Saved data entries:
■ ■ ■ ■ ■

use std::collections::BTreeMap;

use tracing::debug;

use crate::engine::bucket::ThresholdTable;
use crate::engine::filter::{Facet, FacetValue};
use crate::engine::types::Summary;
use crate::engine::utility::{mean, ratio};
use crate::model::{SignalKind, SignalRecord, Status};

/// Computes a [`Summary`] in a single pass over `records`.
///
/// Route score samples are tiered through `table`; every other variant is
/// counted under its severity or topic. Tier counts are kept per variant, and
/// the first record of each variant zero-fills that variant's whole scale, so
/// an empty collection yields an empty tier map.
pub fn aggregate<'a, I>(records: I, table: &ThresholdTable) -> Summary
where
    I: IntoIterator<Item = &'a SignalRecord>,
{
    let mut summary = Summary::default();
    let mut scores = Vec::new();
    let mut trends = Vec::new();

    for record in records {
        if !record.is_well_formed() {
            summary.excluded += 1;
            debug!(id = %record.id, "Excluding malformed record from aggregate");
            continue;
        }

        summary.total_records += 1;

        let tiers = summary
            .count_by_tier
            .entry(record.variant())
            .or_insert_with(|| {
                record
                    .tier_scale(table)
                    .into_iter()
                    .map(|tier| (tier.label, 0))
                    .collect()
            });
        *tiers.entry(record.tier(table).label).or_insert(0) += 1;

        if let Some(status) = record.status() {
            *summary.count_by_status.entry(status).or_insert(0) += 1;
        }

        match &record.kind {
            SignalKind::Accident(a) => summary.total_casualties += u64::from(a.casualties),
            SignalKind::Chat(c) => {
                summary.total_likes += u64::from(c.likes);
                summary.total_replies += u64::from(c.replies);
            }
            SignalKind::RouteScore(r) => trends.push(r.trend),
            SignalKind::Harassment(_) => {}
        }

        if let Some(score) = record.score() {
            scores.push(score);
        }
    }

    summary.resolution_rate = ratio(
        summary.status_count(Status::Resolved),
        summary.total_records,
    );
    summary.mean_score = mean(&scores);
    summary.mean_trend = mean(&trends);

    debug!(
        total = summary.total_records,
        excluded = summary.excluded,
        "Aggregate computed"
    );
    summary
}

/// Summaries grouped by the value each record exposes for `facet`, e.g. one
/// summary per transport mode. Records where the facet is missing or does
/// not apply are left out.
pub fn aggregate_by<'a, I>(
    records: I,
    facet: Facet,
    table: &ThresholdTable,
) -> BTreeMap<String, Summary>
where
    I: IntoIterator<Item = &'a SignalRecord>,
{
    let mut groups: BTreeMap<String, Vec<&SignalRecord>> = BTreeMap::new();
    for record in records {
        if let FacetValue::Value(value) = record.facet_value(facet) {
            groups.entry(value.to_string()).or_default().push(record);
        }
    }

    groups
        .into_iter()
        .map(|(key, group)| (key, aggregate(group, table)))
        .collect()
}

■ ■ ■ ■ ■

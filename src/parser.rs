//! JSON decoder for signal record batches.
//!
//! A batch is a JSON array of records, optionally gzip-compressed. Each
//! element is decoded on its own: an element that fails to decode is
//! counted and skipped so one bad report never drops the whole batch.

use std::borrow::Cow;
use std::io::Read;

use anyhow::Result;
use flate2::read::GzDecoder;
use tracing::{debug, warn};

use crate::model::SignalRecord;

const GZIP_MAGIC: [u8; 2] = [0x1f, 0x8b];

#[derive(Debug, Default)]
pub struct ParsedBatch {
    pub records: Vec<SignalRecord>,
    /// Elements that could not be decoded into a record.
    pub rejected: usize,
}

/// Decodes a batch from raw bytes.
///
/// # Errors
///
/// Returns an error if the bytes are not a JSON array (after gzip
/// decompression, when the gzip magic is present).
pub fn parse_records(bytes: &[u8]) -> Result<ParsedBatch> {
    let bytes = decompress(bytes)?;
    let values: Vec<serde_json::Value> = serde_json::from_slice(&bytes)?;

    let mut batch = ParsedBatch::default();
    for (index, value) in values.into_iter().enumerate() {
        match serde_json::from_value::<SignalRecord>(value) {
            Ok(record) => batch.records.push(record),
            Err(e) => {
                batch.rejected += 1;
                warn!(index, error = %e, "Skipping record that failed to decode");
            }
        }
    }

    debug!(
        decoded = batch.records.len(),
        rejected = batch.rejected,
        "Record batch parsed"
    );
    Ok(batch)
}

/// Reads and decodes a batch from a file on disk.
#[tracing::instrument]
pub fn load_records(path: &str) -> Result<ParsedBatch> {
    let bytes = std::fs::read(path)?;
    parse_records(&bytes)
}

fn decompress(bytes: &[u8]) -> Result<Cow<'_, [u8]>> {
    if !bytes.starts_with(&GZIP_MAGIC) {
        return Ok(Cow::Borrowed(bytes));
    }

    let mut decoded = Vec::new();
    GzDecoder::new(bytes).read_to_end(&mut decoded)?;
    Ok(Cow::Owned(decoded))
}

■ ■ ■ ■ ■

§ **WHAT THE TASK ASKS**
Above are some lines. Repeat exactly, and only, those from the line that has "use std::collections::BTreeMap;" through the line that has "whole scale, so".

§ **TASK ANSWER**
use std::collections::BTreeMap;

use tracing::debug;

use crate::engine::bucket::ThresholdTable;
use crate::engine::filter::{Facet, FacetValue};
use crate::engine::types::Summary;
use crate::engine::utility::{mean, ratio};
use crate::model::{SignalKind, SignalRecord, Status};

/// Computes a [`Summary`] in a single pass over `records`.
///
/// Route score samples are tiered through `table`; every other variant is
/// counted under its severity or topic. Tier counts are kept per variant, and
/// the first record of each variant zero-fills that variant's whole scale, so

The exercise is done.